However, the legislation permits the Pentagon to acquire auxiliary vessels—including tankers, bulk fuel vessels, and roll-on/roll-off ships—from allied shipyards under a framework modeled on the Ice Pact cooperative agreement between the U.S., Finland, and Canada for icebreaker construction. Any such arrangement would require the foreign shipyard to be located in a U.S. treaty ally country. The Defense Secretary must submit a detailed report to Congress before issuing contracts, including acquisition plans by ship class, construction locations, information security safeguards, and a strategy to bring the foreign industrial base and supply chain back to the United States for subsequent ship construction.
The Trump administration's FY 2027 budget proposal specifically outlined plans to pursue foreign designs for U.S. Navy frigates and destroyers potentially built in South Korean and Japanese shipyards. This triggered broad opposition from congressional Democrats, the Shipbuilders Council of America, and key representatives of American shipbuilding regions. Representative Jared Golden of Maine, whose district includes General Dynamics Bath Iron Works, successfully sponsored an amendment in the House Armed Services Committee that bars authorized funding from being used for American warships built in foreign yards.

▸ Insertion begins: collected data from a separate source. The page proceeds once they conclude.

// SPDX-License-Identifier: PMPL-1.0-or-later
// Copyright (c) 2026 Jonathan D.A. Jewell (hyperpolymath) <jonathan.jewell@open.ac.uk>
//
// Result review — the page between crop confirmation and acceptance.
//
// Holds the full-resolution colour rectification, reduced previews for all
// tone modes, a cache of full-resolution renders per accepted mode, and the
// pending rotation. Every normalization failure degrades to the best image
// already available and records a warning instead of failing the stage.

use std::collections::HashMap;
use std::sync::Arc;

use image::RgbaImage;
use pagescan_core::{FilterMode, Quad, Rotation, RotationStep};
use pagescan_document::NormalizationEngine;
use pagescan_document::normalize::FilterPreviews;
use tracing::{debug, warn};

use crate::assembler::ScannedPage;

pub struct ResultReview {
    original: Arc<RgbaImage>,
    quad: Quad,
    mode: FilterMode,
    color: Option<RgbaImage>,
    rendered: HashMap<FilterMode, RgbaImage>,
    previews: Option<FilterPreviews>,
    rotation: Rotation,
    warning: Option<String>,
}

impl ResultReview {
    /// Rectify `quad` out of `original` in colour and build the previews.
    pub fn open(engine: &NormalizationEngine, original: Arc<RgbaImage>, quad: Quad) -> Self {
        let mut review = Self {
            original,
            quad,
            mode: FilterMode::Color,
            color: None,
            rendered: HashMap::new(),
            previews: None,
            rotation: Rotation::Deg0,
            warning: None,
        };

        match engine.previews(&review.original, &quad) {
            Ok(previews) => review.previews = Some(previews),
            Err(err) => warn!(error = %err, "Filter previews unavailable"),
        }

        match engine.normalize(&review.original, &quad, FilterMode::Color) {
            Ok(color) => review.color = Some(color),
            Err(err) => {
                warn!(error = %err, "Normalization failed; showing the unrectified original");
                review.warning = Some(err.to_string());
            }
        }
        review
    }

    pub fn mode(&self) -> FilterMode {
        self.mode
    }

    pub fn quad(&self) -> Quad {
        self.quad
    }

    pub fn original(&self) -> &Arc<RgbaImage> {
        &self.original
    }

    pub fn previews(&self) -> Option<&FilterPreviews> {
        self.previews.as_ref()
    }

    pub fn rotation(&self) -> Rotation {
        self.rotation
    }

    /// Non-blocking message from the last failed render, if any.
    pub fn warning(&self) -> Option<&str> {
        self.warning.as_deref()
    }

    /// Switch tone mode, rendering it at full resolution once.
    ///
    /// Tone modes are applied to the cached colour rectification when there
    /// is one; otherwise the engine is asked for a fresh rectification.
    pub fn select_filter(&mut self, engine: &NormalizationEngine, mode: FilterMode) {
        self.mode = mode;
        if mode == FilterMode::Color || self.rendered.contains_key(&mode) {
            return;
        }

        let rendered = match &self.color {
            Some(color) => Ok(engine.retone(color, mode)),
            None => engine.normalize(&self.original, &self.quad, mode),
        };
        match rendered {
            Ok(image) => {
                debug!(mode = mode.label(), "Full-resolution render cached");
                self.rendered.insert(mode, image);
                self.warning = None;
            }
            Err(err) => {
                warn!(mode = mode.label(), error = %err, "Render failed; keeping last good image");
                self.warning = Some(err.to_string());
            }
        }
    }

    /// Apply one quarter-turn to the pending rotation.
    pub fn rotate(&mut self, step: RotationStep) -> Rotation {
        self.rotation = self.rotation.rotated(step);
        self.rotation
    }

    /// Best image for the current mode: the full render, then the colour
    /// rectification, then the mode's preview, then the original.
    pub fn displayed(&self) -> &RgbaImage {
        let full = match self.mode {
            FilterMode::Color => self.color.as_ref(),
            mode => self.rendered.get(&mode),
        };
        full.or(self.color.as_ref())
            .or_else(|| self.previews.as_ref().map(|p| p.get(self.mode)))
            .unwrap_or(&self.original)
    }

    /// Whether the displayed image is not a full-resolution render of the
    /// current mode.
    pub fn is_degraded(&self) -> bool {
        match self.mode {
            FilterMode::Color => self.color.is_none(),
            mode => !self.rendered.contains_key(&mode),
        }
    }

    /// Tone of the image `displayed` returns. Differs from `mode` when the
    /// display fell back to the colour rectification or the original.
    pub fn displayed_mode(&self) -> FilterMode {
        let from_mode = !self.is_degraded() || (self.color.is_none() && self.previews.is_some());
        if from_mode { self.mode } else { FilterMode::Color }
    }

    /// Freeze the review into a page, applying the pending rotation. The page
    /// records the tone it was actually rendered in.
    pub fn into_page(self) -> ScannedPage {
        let normalized = self.displayed().clone();
        let mode = self.displayed_mode();
        ScannedPage::new(self.original, normalized, self.quad, mode, self.rotation)
    }
}
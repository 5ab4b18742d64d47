// SPDX-License-Identifier: PMPL-1.0-or-later
// Copyright (c) 2026 Jonathan D.A. Jewell (hyperpolymath) <jonathan.jewell@open.ac.uk>
//
// Image processor — decode, quarter-turn rotation, and capped downscaling.
// Operates on in-memory images using the `image` crate.

use image::imageops::FilterType;
use image::{DynamicImage, RgbaImage};
use pagescan_core::Rotation;
use pagescan_core::error::{Result, ScanError};
use tracing::{debug, info, instrument};

/// Image processing pipeline operating on a single in-memory image.
///
/// Each transformation consumes `self` and returns a new `ImageProcessor`,
/// enabling method chaining.
///
/// ```ignore
/// let (frame, scale) = ImageProcessor::from_rgba(frame).downscale_to(1080);
/// let page = frame.rotate(Rotation::Deg90).into_rgba();
/// ```
pub struct ImageProcessor {
    image: DynamicImage,
}

impl ImageProcessor {
    // -- Construction ---------------------------------------------------------

    /// Load an image from a file path.
    #[instrument(skip_all, fields(path = %path.as_ref().display()))]
    pub fn open(path: impl AsRef<std::path::Path>) -> Result<Self> {
        let img = image::open(path.as_ref()).map_err(|err| {
            ScanError::ImageError(format!(
                "failed to open {}: {}",
                path.as_ref().display(),
                err
            ))
        })?;
        info!(width = img.width(), height = img.height(), "Image loaded");
        Ok(Self { image: img })
    }

    pub fn from_rgba(image: RgbaImage) -> Self {
        Self {
            image: DynamicImage::ImageRgba8(image),
        }
    }

    // -- Accessors ------------------------------------------------------------

    pub fn width(&self) -> u32 {
        self.image.width()
    }

    pub fn height(&self) -> u32 {
        self.image.height()
    }

    /// Consume the processor and return 8-bit RGBA pixels.
    pub fn into_rgba(self) -> RgbaImage {
        match self.image {
            DynamicImage::ImageRgba8(rgba) => rgba,
            other => other.to_rgba8(),
        }
    }

    // -- Transformations ------------------------------------------------------

    /// Apply a cumulative clockwise quarter-turn rotation. Lossless.
    #[instrument(skip(self), fields(degrees = rotation.degrees()))]
    pub fn rotate(self, rotation: Rotation) -> Self {
        let image = match rotation {
            Rotation::Deg0 => return self,
            Rotation::Deg90 => self.image.rotate90(),
            Rotation::Deg180 => self.image.rotate180(),
            Rotation::Deg270 => self.image.rotate270(),
        };
        debug!(
            new_w = image.width(),
            new_h = image.height(),
            "Rotation applied"
        );
        Self { image }
    }

    /// Shrink so the longer side is at most `max_side`, preserving aspect
    /// ratio. Never upscales.
    ///
    /// Returns the processor and `scale = max_side / original_longer_side`
    /// (1.0 when no resize was needed). Dividing a coordinate found in the
    /// downscaled image by `scale` maps it back to the original.
    #[instrument(skip(self))]
    pub fn downscale_to(self, max_side: u32) -> (Self, f64) {
        let longer = self.image.width().max(self.image.height());
        if longer <= max_side || max_side == 0 {
            return (self, 1.0);
        }
        let scale = max_side as f64 / longer as f64;
        let resized = self.image.resize(max_side, max_side, FilterType::Triangle);
        debug!(
            from_w = self.image.width(),
            from_h = self.image.height(),
            new_w = resized.width(),
            new_h = resized.height(),
            scale,
            "Downscaled"
        );
        (Self { image: resized }, scale)
    }
}
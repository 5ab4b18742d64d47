// SPDX-License-Identifier: PMPL-1.0-or-later
// Copyright (c) 2026 Jonathan D.A. Jewell (hyperpolymath) <jonathan.jewell@open.ac.uk>
//
// Image module — decode, quarter-turn rotation, downscaling, and encoding.

pub mod processor;

pub use processor::ImageProcessor;
//! Recording [`super::Syscall`] double used by unit tests to assert mount
//! and namespace call *ordering* without needing root or a real namespace,
//! mirroring the model runtime's `TestHelperSyscall`.

use std::any::Any;
use std::cell::RefCell;
use std::path::{Path, PathBuf};

use nix::errno::Errno;
use nix::mount::MsFlags;
use nix::sched::CloneFlags;
use nix::sys::stat::SFlag;

use super::Syscall;

#[derive(Debug, Clone, PartialEq, Eq)]
pub struct MountArgs {
    pub source: Option<PathBuf>,
    pub target: PathBuf,
    pub fstype: Option<String>,
    pub flags: MsFlags,
    pub data: Option<String>,
}

#[derive(Debug, Clone, PartialEq, Eq)]
pub enum Call {
    Mount(MountArgs),
    Umount2(PathBuf, bool),
    Mknod(PathBuf),
    PivotRoot(PathBuf, PathBuf),
    Chdir(PathBuf),
    Unshare(CloneFlags),
    Setns(i32, CloneFlags),
    Sethostname(String),
}

#[derive(Default)]
pub struct TestSyscall {
    calls: RefCell<Vec<Call>>,
}

impl TestSyscall {
    pub fn calls(&self) -> Vec<Call> {
        self.calls.borrow().clone()
    }
}

impl Syscall for TestSyscall {
    fn as_any(&self) -> &dyn Any {
        self
    }

    fn mount(
        &self,
        source: Option<&Path>,
        target: &Path,
        fstype: Option<&str>,
        flags: MsFlags,
        data: Option<&str>,
    ) -> Result<(), Errno> {
        self.calls.borrow_mut().push(Call::Mount(MountArgs {
            source: source.map(Path::to_path_buf),
            target: target.to_path_buf(),
            fstype: fstype.map(str::to_string),
            flags,
            data: data.map(str::to_string),
        }));
        Ok(())
    }

    fn umount2(&self, target: &Path, lazy: bool) -> Result<(), Errno> {
        self.calls
            .borrow_mut()
            .push(Call::Umount2(target.to_path_buf(), lazy));
        Ok(())
    }

    fn mknod(&self, path: &Path, _kind: SFlag, _perm: u32, _dev: u64) -> Result<(), Errno> {
        self.calls.borrow_mut().push(Call::Mknod(path.to_path_buf()));
        Ok(())
    }

    fn pivot_root(&self, new_root: &Path, put_old: &Path) -> Result<(), Errno> {
        self.calls
            .borrow_mut()
            .push(Call::PivotRoot(new_root.to_path_buf(), put_old.to_path_buf()));
        Ok(())
    }

    fn chdir(&self, path: &Path) -> Result<(), Errno> {
        self.calls.borrow_mut().push(Call::Chdir(path.to_path_buf()));
        Ok(())
    }

    fn unshare(&self, flags: CloneFlags) -> Result<(), Errno> {
        self.calls.borrow_mut().push(Call::Unshare(flags));
        Ok(())
    }

    fn setns(&self, fd: i32, nstype: CloneFlags) -> Result<(), Errno> {
        self.calls.borrow_mut().push(Call::Setns(fd, nstype));
        Ok(())
    }

    fn sethostname(&self, name: &str) -> Result<(), Errno> {
        self.calls
            .borrow_mut()
            .push(Call::Sethostname(name.to_string()));
        Ok(())
    }
}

House appropriators reinforced this position by including language in their draft FY 2027 spending bill that prohibits funds from being allocated to ship construction in foreign facilities. The Defense Secretary must also determine that foreign construction would be faster than domestic building unless there is a compelling "readiness or force posture" justification for building abroad. These multiple congressional provisions, advanced by both chambers and their respective defense and appropriations committees, represent a coordinated effort to prevent the outsourcing of major naval warship construction to foreign nations, regardless of their allied status.
Why This Matters
This legislation fundamentally reshapes U.S. naval procurement policy by eliminating a broad presidential authority that could have outsourced major warship construction to allied nations. For defense industry stakeholders, it secures domestic shipbuilding contracts and protects regional employment in key constituencies like Maine. For national security policymakers, it reasserts congressional control over supply chain resilience and industrial base preservation, preventing the diffusion of advanced combat vessel production across multiple allied yards.